When she initially proposed a downtown festival to city officials, telling them that she wanted the street closed for eight hours, they thought she was joking, she said.
But she found strong allies in Essex County Commissioner Brendan Gill, a resident of Montclair; David Placek, the new developer of Lackawanna Plaza, and Mayor Sean Spiller, who told him, “If there’s a time to do something big, it’s now.
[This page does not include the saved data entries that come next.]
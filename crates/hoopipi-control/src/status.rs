//! `getStatus` / `getBackingTrackStatus` snapshot serialisation.

use hoopipi_engine::model_slot::SlotState;
use hoopipi_engine::recorder::RecorderState;
use hoopipi_engine::Engine;
use serde_json::{json, Value};

fn slot_state_str(state: SlotState) -> &'static str {
    match state {
        SlotState::Empty => "empty",
        SlotState::Loading => "loading",
        SlotState::Ready => "ready",
        SlotState::FadingOut => "fadingOut",
        SlotState::FadingIn => "fadingIn",
    }
}

/// Builds the full parameter + metrics snapshot `getStatus` returns (§6,
/// §7 "`xrunCount`, `droppedFrames` surfaced on the next `getStatus`").
pub fn engine_status(engine: &Engine) -> Value {
    let params = engine.params();
    let metrics = engine.metrics();
    let recorder_state = engine.recorder().state();
    let (recording, recorder_path, dropped_frames) = match recorder_state {
        RecorderState::Capturing { path, dropped_frames, .. } => {
            (true, Some(path.display().to_string()), dropped_frames)
        }
        RecorderState::Idle => (false, None, engine.recorder().dropped_frames()),
    };

    let slot_status = |index: u8| -> Value {
        let Ok(slot) = engine.model_slot(index) else {
            return json!({ "state": "empty", "path": Value::Null });
        };
        json!({
            "state": slot_state_str(slot.state()),
            "path": slot.current_path().map(|p| p.display().to_string()),
        })
    };

    json!({
        "success": true,
        "globalBypass": params.global_bypass.get(),
        "activeSlot": params.active_slot_index(),
        "slots": [slot_status(0), slot_status(1)],
        "stereoMode": params.stereo_mode.get().as_str(),
        "stereo2MonoMixL": params.stereo_to_mono_mix.mix_l.get(),
        "stereo2MonoMixR": params.stereo_to_mono_mix.mix_r.get(),
        // Mirrors `params.left.eq_bass_db` at the top level: `setEQBass`
        // (no L/R suffix) writes both channels together, so callers that
        // never touch `setEQBassL`/`setEQBassR` can read it back here
        // without reaching into `left`/`right`.
        "eqBass": params.left.eq_bass_db.get(),
        "left": channel_status(&params.left),
        "right": channel_status(&params.right),
        "reverbEnabled": params.reverb.enabled.get(),
        "reverbRoomSize": params.reverb.room_size.get(),
        "reverbDecayTime": params.reverb.rt60_seconds.get(),
        "reverbDry": params.reverb.dry.get(),
        "reverbWet": params.reverb.wet.get(),
        "backingTrackEnabledForRecording": params.backing_track_enabled_for_recording.get(),
        "recording": recording,
        "recordingPath": recorder_path,
        "xrunCount": metrics.xrun_count,
        "droppedFrames": dropped_frames,
    })
}

fn channel_status(channel: &hoopipi_engine::param_plane::ChannelParams) -> Value {
    json!({
        "inputGain": channel.input_gain_db.get(),
        "outputGain": channel.output_gain_db.get(),
        "bypassModel": channel.bypass_model.get(),
        "gateEnabled": channel.gate_enabled.get(),
        "gateThreshold": channel.gate_threshold_db.get(),
        "eqEnabled": channel.eq_enabled.get(),
        "eqBass": channel.eq_bass_db.get(),
        "eqMid": channel.eq_mid_db.get(),
        "eqTreble": channel.eq_treble_db.get(),
    })
}

/// Builds the `getBackingTrackStatus` response (§6).
pub fn backing_track_status(engine: &Engine) -> Value {
    let status = engine.backing_track().status();
    json!({
        "success": true,
        "loaded": status.loaded,
        "path": status.path.map(|p| p.display().to_string()),
        "playing": status.playing,
        "paused": status.paused,
        "looping": status.looping,
        "volume": status.volume,
        "positionFrames": status.position_frames,
        "totalFrames": status.total_frames,
    })
}
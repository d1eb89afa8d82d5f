//! Control-façade error type, following the workspace's per-crate
//! `thiserror`-derived `Error`/`Result` convention.

use hoopipi_engine::error::EngineError;

/// Every way a single request can fail to produce a useful response.
///
/// The dispatcher never lets one of these escape as a panic: each variant's
/// `Display` implementation is exactly the text that lands in a response's
/// `error` field (§7 kind 5/6).
#[derive(Debug, thiserror::Error)]
pub enum ControlError {
    #[error("JSON parse error: {0}")]
    Parse(#[from] serde_json::Error),

    #[error("Unknown action: {0}")]
    UnknownAction(String),

    #[error("missing required field: {0}")]
    MissingField(&'static str),

    #[error("field {field} has the wrong type (expected {expected})")]
    WrongFieldType { field: &'static str, expected: &'static str },

    #[error(transparent)]
    Engine(#[from] EngineError),
}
Let’s go.
She partnered with NJ Transit and NJ Tourism to put up billboards along train routes and in Manhattan, and the sponsors stepped up, providing the funding to ensure that all musicians would be paid and that the entry would be free for all.
“It was important to me that the event was accessible to everyone,” she said.
Walker’s husband, seven-time Grammy-winning bassist Christian McBride, artistic director of the Newport Jazz Festival as well as Montclair’s, lined up more than 100 musicians, many of whom needed work after their long hiatus from live performances.
Jason Gleason, director of the Montclair Center Business Improvement District, was also a key player, rallying support from business owners, some of whom were concerned about the impact of the all-day shutdown on their bottom line.
Many were thrilled afterwards, Walker said. Restaurants set up trucks or service stations, and long lines formed; vendors displayed their wares in the street. Walker has heard from several restaurants and seen Instagram posts from business owners reporting record numbers of customers.
She asks business owners to complete a survey at surveymonkey.com/r/QJPYXGF.
The event was a wake-up call for Lackawanna Plaza, the 8-acre historic site, vacant for years, which hosted the main stage on Saturdays and smaller concerts during the summer. Turtle and the Wolf and Laurel and Sage ran a pop-up restaurant there called Pineapple Express.
One of this summer’s events, a dance party where McBride played records and played the bassline live, drew hundreds of people to Lackawanna Plaza.
“We didn’t know if someone would come,” Walker said. “Three songs, we had hundreds of people doing the electric slide; 80 year old women with their handbags slung and 2 year old kids, and kids doing break dancing, it was amazing. “
On Saturday, the musicians were clearly invigorated by the chance to perform in front of such a large and enthusiastic crowd.
“There hasn’t been a lot of live music over the past year and a half,” said Emmet Cohen, a Jazz House Kids and Montclair High School alumnus, who spoke after playing the piano in his trio. eponym. “Feeling the vibes and the appreciation of people is just really saying to musicians, that people really need music.”
Walker said the festival was a turning point for Montclair and that it was fitting that jazz, “that great American art form, that grain music, with its real diversity in its ages and its people”, should have been part of it. the catalyst.
“This music tells the story of America, the struggle to know who is going to come on stage, who we are going to worship. It seems fitting that jazz brought us together in this joyous symphony, ”she said.
“It was a day that defied everything. We made the impossible possible. Montclair will never be the same again.”